Chetry Anup Basnet, Ohto Keisuke
Graduate School of Science and Technology, Midwest University, Birendranagar-6, Surkhet, Nepal.
Department of Chemistry and Material Science, Saga University, Saga, Japan.
J Cheminform. 2025 Aug 7;17(1):121. doi: 10.1186/s13321-025-00978-6.

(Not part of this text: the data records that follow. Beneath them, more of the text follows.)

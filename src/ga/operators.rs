//! Bit-string genetic operators.
//!
//! - [`one_point_crossover`]: exchange the suffixes of two parents past a
//!   random cut point
//! - [`bit_flip_mutation`]: flip every bit independently with a fixed
//!   probability
//!
//! Both take their inputs by reference and return new individuals.
//!
//! # References
//!
//! - Holland (1975), *Adaptation in Natural and Artificial Systems*
//! - Goldberg (1989), *Genetic Algorithms in Search, Optimization, and
//!   Machine Learning*

use super::types::Individual;
use crate::error::{MaxSatError, Result};
use rand::Rng;

/// Children of one crossover event.
#[derive(Debug, Clone, PartialEq, Eq)]
pub struct Offspring {
    pub first: Individual,
    pub second: Individual,

    /// The cut point used, or `None` when crossover did not fire and the
    /// children are copies of the parents.
    pub cut_point: Option<usize>,
}

fn check_parents(parent1: &Individual, parent2: &Individual) -> Result<usize> {
    let n = parent1.len();
    if n != parent2.len() {
        return Err(MaxSatError::InvalidOperatorInput(format!(
            "parents have different lengths ({n} and {})",
            parent2.len()
        )));
    }
    if n < 2 {
        return Err(MaxSatError::InvalidOperatorInput(format!(
            "one-point crossover needs at least 2 bits, got {n}"
        )));
    }
    Ok(n)
}

/// Exchanges the suffixes of two parents starting at `point`.
///
/// `child1 = parent1[..point] + parent2[point..]` and vice versa.
/// Applying the same cut to the children restores the parents.
///
/// # Errors
/// [`MaxSatError::InvalidOperatorInput`] if the parents differ in length,
/// are shorter than 2 bits, or `point` lies outside `[1, len - 1]`.
pub fn crossover_at(
    parent1: &Individual,
    parent2: &Individual,
    point: usize,
) -> Result<(Individual, Individual)> {
    let n = check_parents(parent1, parent2)?;
    if point == 0 || point >= n {
        return Err(MaxSatError::InvalidOperatorInput(format!(
            "cut point {point} outside [1, {}]",
            n - 1
        )));
    }

    let (a, b) = (parent1.bits(), parent2.bits());
    let mut child1 = Vec::with_capacity(n);
    child1.extend_from_slice(&a[..point]);
    child1.extend_from_slice(&b[point..]);
    let mut child2 = Vec::with_capacity(n);
    child2.extend_from_slice(&b[..point]);
    child2.extend_from_slice(&a[point..]);

    Ok((Individual::new(child1), Individual::new(child2)))
}

/// One-point crossover applied with probability `rate`.
///
/// When it fires, the cut point is drawn uniformly from `[1, len - 1]`.
/// Otherwise the children are copies of the parents.
///
/// # Errors
/// [`MaxSatError::InvalidOperatorInput`] if the parents differ in length
/// or are shorter than 2 bits, whether or not crossover fires.
pub fn one_point_crossover<R: Rng>(
    parent1: &Individual,
    parent2: &Individual,
    rate: f64,
    rng: &mut R,
) -> Result<Offspring> {
    let n = check_parents(parent1, parent2)?;

    if rng.random::<f64>() < rate {
        let point = rng.random_range(1..n);
        let (first, second) = crossover_at(parent1, parent2, point)?;
        Ok(Offspring {
            first,
            second,
            cut_point: Some(point),
        })
    } else {
        Ok(Offspring {
            first: parent1.clone(),
            second: parent2.clone(),
            cut_point: None,
        })
    }
}

/// Flips each bit independently with probability `rate`.
///
/// `rate = 0` returns an identical copy; `rate = 1` inverts every bit.
///
/// # Errors
/// [`MaxSatError::InvalidOperatorInput`] for an empty individual.
pub fn bit_flip_mutation<R: Rng>(
    individual: &Individual,
    rate: f64,
    rng: &mut R,
) -> Result<Individual> {
    if individual.is_empty() {
        return Err(MaxSatError::InvalidOperatorInput(
            "cannot mutate an empty individual".into(),
        ));
    }

    let bits = individual
        .bits()
        .iter()
        .map(|&bit| if rng.random::<f64>() < rate { !bit } else { bit })
        .collect();
    Ok(Individual::new(bits))
}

Chemoinformatics is a rapidly advancing field that integrates chemistry, computer science, and data analysis to enhance the study and application of chemical systems. This interdisciplinary approach leverages computational tools and large datasets to drive innovation in various chemical disciplines, including drug discovery, materials science, and environmental chemistry. Recent advancements in artificial intelligence (AI) and machine learning (ML) have significantly improved the ability to analyze complex datasets, predict molecular properties, and design new compounds. Additionally, the expansion of open-access databases and collaborative platforms has facilitated broader access to chemical data and fostered global research collaboration. Sophisticated molecular modeling techniques, such as multi-scale modeling and free energy calculations, have enhanced the accuracy of predictions, while big data analytics has enabled the extraction of valuable insights from vast datasets. Emerging technologies, including quantum computing, hold promise for further revolutionizing the field by offering new capabilities for simulating and optimizing chemical processes. Despite these advancements, chemoinformatics faces challenges related to data integrity, computational demands, and interdisciplinary collaboration. Addressing these challenges is crucial for the continued growth and effectiveness of chemoinformatics. Overall, the field is poised to play a pivotal role in advancing chemical research and developing innovative solutions to address global challenges.Scientific contribution This article highlights the growing impact of chemoinformatics in modern chemistry by integrating computational tools with molecular science to enhance data-driven discovery. It explores advancements in machine learning, artificial intelligence, and big data analytics, which improve molecular property predictions and accelerate chemical innovations. The study also discusses key applications in drug design and materials science, demonstrating how chemoinformatics drives efficiency and sustainability in research. Additionally, it outlines future challenges and opportunities, emphasizing the need for improved algorithms, data standardization, and interdisciplinary collaboration. This work contributes to the evolving role of chemoinformatics as a crucial pillar of modern chemical research.
化学信息学是一个快速发展的领域,它整合了化学、计算机科学和数据分析,以加强对化学系统的研究和应用。这种跨学科方法利用计算工具和大型数据集,推动包括药物发现、材料科学和环境化学在内的各种化学学科的创新。人工智能(AI)和机器学习(ML)的最新进展显著提高了分析复杂数据集、预测分子性质和设计新化合物的能力。此外,开放获取数据库和协作平台的扩展促进了对化学数据的更广泛获取,并促进了全球研究合作。复杂的分子建模技术,如多尺度建模和自由能计算,提高了预测的准确性,而大数据分析则能够从海量数据集中提取有价值的见解。包括量子计算在内的新兴技术有望通过提供模拟和优化化学过程的新能力,进一步彻底改变该领域。尽管取得了这些进展,化学信息学仍面临与数据完整性、计算需求和跨学科合作相关的挑战。应对这些挑战对于化学信息学的持续发展和有效性至关重要。总体而言,该领域有望在推进化学研究和开发创新解决方案以应对全球挑战方面发挥关键作用。
科学贡献 本文通过将计算工具与分子科学相结合,突出了化学信息学在现代化学中日益增长的影响,以加强数据驱动的发现。它探讨了机器学习、人工智能和大数据分析的进展,这些进展改善了分子性质预测并加速了化学创新。该研究还讨论了在药物设计和材料科学中的关键应用,展示了化学信息学如何推动研究的效率和可持续性。此外,它概述了未来的挑战和机遇,强调了改进算法、数据标准化和跨学科合作的必要性。这项工作有助于化学信息学作为现代化学研究的关键支柱不断演变的作用。